(Beginning of Records shown)
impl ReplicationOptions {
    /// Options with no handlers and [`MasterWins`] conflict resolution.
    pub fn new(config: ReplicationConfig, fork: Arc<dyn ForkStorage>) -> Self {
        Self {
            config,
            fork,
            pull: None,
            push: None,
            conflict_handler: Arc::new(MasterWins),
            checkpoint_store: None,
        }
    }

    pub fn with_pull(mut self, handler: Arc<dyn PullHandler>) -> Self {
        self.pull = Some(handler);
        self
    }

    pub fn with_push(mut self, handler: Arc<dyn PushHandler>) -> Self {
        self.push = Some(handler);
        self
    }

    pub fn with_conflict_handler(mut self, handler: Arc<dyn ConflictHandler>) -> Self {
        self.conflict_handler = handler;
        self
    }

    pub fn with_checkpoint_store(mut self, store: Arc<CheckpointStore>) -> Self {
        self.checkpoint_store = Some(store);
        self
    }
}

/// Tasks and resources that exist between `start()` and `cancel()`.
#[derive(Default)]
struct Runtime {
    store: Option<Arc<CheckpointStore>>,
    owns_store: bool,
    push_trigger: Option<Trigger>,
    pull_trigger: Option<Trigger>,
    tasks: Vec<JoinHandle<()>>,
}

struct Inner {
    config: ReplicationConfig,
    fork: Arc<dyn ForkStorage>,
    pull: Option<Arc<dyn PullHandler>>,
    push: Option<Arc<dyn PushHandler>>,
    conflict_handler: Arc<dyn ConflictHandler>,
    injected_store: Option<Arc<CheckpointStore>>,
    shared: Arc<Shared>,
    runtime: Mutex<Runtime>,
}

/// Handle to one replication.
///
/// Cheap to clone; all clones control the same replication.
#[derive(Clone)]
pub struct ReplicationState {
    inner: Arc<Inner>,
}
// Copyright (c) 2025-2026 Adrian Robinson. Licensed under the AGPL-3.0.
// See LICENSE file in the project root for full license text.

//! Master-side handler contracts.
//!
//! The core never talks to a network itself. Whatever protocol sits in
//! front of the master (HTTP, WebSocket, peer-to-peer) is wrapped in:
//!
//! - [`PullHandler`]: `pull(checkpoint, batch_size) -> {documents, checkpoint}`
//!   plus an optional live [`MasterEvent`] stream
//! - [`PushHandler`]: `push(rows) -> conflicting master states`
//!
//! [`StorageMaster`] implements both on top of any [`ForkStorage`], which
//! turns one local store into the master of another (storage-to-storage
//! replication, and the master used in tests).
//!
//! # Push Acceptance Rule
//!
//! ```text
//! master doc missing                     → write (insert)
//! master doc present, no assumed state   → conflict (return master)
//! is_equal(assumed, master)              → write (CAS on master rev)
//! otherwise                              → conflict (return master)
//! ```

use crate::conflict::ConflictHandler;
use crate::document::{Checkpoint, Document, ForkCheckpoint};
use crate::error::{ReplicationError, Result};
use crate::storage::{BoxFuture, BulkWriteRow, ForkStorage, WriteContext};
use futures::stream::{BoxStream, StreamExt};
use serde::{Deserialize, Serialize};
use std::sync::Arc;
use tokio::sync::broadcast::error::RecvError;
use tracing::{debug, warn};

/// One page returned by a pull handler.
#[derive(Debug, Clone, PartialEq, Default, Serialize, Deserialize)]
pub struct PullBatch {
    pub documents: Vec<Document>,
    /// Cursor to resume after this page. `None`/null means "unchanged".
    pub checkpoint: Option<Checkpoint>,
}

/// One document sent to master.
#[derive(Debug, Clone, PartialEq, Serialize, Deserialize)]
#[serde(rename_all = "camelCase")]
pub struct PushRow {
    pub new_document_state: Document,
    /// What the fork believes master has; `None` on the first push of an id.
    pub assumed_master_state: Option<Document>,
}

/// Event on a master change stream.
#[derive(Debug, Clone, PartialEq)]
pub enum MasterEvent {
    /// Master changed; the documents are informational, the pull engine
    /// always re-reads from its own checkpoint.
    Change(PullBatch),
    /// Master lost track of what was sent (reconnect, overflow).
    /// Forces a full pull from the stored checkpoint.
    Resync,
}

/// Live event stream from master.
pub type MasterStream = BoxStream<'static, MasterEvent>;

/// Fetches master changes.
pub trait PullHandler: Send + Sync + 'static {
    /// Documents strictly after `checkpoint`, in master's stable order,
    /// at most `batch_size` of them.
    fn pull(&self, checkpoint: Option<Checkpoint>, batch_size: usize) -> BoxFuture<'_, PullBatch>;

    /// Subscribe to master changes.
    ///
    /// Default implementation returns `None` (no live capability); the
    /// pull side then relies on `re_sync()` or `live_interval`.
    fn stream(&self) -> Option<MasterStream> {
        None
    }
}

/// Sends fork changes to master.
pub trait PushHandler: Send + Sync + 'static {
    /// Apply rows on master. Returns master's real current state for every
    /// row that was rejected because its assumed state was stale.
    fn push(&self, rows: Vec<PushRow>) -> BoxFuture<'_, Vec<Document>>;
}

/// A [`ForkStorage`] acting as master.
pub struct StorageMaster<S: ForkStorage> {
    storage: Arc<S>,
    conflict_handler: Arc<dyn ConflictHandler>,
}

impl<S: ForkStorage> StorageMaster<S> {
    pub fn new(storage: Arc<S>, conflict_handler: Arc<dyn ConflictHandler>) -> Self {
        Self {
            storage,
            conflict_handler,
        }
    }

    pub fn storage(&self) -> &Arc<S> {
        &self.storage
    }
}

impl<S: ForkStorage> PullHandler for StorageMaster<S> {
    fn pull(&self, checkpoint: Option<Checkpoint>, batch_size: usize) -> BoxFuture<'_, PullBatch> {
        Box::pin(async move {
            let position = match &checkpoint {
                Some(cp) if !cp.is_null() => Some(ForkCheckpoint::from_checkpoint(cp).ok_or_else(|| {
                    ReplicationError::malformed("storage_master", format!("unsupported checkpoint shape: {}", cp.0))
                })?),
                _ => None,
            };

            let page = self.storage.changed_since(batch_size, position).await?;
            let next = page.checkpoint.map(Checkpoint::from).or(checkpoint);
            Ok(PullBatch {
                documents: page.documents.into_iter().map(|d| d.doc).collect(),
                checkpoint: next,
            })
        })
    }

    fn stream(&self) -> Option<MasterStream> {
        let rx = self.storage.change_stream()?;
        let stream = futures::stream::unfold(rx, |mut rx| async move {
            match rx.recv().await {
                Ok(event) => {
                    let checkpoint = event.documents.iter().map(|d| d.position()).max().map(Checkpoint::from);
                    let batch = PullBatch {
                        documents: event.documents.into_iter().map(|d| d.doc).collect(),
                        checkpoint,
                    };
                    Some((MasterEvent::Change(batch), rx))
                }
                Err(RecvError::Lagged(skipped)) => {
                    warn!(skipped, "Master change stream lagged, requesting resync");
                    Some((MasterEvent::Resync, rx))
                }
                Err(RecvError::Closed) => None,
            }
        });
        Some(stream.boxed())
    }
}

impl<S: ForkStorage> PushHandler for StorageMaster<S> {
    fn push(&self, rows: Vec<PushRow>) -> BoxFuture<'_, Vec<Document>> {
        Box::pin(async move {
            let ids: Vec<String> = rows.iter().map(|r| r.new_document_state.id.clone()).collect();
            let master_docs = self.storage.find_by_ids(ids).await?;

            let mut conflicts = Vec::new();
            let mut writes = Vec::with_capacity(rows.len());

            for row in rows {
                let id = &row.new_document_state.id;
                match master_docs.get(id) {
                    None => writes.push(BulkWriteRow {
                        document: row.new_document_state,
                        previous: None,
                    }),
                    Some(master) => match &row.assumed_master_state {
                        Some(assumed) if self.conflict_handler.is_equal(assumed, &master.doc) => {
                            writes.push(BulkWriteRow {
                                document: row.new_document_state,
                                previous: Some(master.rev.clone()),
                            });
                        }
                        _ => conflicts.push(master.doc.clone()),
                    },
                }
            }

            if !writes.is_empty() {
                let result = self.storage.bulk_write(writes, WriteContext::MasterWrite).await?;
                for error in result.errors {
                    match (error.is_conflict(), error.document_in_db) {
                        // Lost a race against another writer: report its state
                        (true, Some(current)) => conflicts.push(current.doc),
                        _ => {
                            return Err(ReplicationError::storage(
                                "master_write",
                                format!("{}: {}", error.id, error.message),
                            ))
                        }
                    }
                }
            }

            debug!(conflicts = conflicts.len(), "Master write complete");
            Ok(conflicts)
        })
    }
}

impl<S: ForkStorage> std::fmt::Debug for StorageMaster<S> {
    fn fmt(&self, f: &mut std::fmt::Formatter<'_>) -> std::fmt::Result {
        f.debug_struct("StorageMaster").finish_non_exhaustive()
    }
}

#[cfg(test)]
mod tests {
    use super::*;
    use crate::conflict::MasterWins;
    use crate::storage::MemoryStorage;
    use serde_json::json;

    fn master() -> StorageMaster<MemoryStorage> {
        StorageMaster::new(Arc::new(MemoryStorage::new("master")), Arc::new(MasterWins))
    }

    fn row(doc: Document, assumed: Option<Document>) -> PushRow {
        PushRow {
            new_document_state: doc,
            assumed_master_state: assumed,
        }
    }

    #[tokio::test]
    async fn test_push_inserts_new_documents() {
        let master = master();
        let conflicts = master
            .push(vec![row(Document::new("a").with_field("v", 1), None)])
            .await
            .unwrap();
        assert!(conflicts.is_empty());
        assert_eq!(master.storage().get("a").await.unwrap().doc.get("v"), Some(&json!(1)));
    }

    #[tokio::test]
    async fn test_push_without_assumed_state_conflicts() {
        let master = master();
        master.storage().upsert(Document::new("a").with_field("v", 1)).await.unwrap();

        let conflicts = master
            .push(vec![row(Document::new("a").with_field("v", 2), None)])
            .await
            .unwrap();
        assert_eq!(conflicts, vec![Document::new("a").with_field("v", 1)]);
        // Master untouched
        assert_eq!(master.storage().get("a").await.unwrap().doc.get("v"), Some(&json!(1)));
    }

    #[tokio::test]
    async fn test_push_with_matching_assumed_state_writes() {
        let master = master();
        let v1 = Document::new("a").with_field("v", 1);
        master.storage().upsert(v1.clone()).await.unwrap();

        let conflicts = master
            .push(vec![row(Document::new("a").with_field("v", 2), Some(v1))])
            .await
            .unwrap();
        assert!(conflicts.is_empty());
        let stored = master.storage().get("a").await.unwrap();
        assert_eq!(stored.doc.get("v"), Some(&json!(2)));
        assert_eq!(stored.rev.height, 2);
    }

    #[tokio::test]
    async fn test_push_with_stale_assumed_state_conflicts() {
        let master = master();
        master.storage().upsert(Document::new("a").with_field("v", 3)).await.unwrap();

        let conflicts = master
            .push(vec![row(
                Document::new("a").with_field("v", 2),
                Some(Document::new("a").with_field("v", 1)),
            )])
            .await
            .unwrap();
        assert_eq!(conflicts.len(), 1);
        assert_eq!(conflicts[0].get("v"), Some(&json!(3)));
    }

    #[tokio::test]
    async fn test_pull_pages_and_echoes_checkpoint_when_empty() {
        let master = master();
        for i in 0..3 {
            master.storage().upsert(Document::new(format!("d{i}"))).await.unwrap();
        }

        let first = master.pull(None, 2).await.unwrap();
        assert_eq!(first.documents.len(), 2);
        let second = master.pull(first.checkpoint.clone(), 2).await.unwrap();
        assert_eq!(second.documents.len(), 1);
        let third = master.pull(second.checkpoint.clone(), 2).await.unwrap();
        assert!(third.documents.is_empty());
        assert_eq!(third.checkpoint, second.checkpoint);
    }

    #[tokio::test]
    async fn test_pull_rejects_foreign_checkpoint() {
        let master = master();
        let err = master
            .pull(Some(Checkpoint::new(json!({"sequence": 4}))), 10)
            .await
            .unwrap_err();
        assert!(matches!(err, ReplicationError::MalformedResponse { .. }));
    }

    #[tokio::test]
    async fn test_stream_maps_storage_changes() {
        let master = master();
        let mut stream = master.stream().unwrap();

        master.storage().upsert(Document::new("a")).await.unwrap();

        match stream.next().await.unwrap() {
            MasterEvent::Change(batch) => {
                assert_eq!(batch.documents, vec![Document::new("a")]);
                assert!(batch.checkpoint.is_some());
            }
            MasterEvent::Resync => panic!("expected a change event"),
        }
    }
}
(End of Records shown)
(Beginning of Records shown)
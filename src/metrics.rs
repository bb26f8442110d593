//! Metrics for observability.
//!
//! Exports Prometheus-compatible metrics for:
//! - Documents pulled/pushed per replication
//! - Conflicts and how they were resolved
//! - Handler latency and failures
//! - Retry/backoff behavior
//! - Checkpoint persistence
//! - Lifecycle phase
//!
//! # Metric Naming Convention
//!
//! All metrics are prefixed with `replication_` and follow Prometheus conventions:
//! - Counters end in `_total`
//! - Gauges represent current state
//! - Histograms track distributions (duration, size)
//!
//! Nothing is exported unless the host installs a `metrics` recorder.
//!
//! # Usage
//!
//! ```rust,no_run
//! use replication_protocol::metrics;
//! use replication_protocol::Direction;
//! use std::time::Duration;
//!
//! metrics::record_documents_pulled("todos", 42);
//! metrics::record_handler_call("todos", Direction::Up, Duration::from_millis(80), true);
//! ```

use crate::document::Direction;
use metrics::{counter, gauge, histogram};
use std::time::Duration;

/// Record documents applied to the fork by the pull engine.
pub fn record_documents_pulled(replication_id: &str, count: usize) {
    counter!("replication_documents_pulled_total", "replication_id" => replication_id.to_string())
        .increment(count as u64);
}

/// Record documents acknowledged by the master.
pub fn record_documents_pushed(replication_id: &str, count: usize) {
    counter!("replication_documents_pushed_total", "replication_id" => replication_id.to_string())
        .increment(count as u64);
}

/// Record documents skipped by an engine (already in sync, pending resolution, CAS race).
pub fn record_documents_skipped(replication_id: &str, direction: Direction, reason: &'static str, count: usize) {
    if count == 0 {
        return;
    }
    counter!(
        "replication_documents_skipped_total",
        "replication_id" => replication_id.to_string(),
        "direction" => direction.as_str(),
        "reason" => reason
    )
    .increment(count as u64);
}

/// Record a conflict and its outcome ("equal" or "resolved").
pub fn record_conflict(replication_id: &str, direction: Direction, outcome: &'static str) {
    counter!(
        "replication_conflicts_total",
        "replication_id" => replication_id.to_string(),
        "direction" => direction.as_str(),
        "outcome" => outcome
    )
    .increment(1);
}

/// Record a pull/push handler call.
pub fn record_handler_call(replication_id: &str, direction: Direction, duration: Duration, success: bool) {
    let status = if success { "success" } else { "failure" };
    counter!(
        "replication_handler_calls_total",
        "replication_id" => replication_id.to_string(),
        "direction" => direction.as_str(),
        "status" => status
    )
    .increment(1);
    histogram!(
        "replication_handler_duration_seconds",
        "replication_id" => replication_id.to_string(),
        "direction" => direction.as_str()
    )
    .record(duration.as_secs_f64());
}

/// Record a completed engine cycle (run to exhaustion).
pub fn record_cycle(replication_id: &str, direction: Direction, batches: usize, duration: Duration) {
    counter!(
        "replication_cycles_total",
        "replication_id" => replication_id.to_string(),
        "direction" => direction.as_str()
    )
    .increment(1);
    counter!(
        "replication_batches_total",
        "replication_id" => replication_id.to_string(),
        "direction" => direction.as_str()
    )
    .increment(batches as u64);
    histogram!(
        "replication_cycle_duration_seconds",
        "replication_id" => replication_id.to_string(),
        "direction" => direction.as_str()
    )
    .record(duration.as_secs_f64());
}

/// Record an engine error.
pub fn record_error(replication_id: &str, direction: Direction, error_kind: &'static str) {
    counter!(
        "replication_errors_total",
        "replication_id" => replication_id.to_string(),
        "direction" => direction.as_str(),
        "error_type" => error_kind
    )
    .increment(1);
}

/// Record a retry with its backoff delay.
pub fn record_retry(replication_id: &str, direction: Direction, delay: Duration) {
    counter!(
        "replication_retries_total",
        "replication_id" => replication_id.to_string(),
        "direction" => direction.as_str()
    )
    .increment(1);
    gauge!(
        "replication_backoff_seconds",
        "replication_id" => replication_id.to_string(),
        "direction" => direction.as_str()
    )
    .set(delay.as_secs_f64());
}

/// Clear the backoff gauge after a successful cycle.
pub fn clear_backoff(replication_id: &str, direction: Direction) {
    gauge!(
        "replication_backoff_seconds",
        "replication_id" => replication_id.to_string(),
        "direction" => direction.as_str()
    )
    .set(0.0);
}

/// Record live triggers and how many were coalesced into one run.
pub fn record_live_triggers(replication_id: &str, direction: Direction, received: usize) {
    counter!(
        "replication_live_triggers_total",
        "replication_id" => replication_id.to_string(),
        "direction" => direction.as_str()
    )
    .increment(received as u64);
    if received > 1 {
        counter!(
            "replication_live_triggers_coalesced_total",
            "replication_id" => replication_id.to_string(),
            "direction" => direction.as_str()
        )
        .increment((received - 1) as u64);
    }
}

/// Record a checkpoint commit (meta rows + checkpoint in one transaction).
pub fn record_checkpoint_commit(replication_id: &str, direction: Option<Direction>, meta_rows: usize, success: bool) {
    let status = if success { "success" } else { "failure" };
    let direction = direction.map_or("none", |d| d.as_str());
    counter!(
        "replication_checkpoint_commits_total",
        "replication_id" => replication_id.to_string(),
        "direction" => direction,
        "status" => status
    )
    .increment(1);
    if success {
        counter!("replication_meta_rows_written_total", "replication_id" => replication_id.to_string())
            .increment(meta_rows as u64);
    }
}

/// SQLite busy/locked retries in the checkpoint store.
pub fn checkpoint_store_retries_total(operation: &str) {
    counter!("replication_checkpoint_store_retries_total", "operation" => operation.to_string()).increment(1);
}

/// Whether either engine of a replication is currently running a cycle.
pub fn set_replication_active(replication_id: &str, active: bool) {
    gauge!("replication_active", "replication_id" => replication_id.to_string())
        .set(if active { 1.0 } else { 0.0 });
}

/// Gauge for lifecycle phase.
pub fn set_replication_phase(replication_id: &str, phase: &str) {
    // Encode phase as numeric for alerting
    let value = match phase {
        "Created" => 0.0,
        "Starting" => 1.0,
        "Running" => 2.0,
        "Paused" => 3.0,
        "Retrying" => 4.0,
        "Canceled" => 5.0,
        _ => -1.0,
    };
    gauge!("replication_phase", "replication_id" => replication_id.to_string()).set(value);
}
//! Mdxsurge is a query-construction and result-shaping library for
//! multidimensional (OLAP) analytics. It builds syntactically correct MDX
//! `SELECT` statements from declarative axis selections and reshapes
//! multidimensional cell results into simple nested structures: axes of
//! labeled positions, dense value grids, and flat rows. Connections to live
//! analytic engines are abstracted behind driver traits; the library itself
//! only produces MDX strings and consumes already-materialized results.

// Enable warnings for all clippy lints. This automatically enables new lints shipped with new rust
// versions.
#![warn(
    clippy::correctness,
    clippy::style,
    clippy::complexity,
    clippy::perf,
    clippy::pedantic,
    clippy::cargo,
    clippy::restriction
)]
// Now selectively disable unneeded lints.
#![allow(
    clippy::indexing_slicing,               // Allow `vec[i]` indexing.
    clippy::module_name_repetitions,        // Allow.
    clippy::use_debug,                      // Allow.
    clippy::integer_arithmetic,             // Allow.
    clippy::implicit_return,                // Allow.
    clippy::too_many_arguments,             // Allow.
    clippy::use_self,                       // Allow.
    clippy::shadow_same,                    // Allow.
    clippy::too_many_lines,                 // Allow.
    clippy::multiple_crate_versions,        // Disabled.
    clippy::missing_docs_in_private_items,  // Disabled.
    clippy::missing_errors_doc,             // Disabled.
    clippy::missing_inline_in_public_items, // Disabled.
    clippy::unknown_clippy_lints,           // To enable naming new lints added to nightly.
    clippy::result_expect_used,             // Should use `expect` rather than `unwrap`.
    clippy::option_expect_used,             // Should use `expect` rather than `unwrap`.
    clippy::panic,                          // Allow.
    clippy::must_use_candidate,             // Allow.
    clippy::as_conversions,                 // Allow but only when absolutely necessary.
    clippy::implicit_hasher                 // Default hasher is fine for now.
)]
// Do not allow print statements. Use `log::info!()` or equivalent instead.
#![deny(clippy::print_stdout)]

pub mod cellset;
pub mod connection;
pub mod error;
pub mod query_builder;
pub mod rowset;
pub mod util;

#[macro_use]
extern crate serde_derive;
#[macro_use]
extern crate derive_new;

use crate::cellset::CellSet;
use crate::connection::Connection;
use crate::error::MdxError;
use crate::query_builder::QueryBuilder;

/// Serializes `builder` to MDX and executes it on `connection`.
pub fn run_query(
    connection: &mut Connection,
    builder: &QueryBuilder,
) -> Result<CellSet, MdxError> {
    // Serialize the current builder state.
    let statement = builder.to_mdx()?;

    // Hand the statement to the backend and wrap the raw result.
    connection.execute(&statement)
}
(End of Records shown)
Wherever the string "already" is found in the listing above, copy the line that contains it.

/// Record documents skipped by an engine (already in sync, pending resolution, CAS race).
//! only produces MDX strings and consumes already-materialized results.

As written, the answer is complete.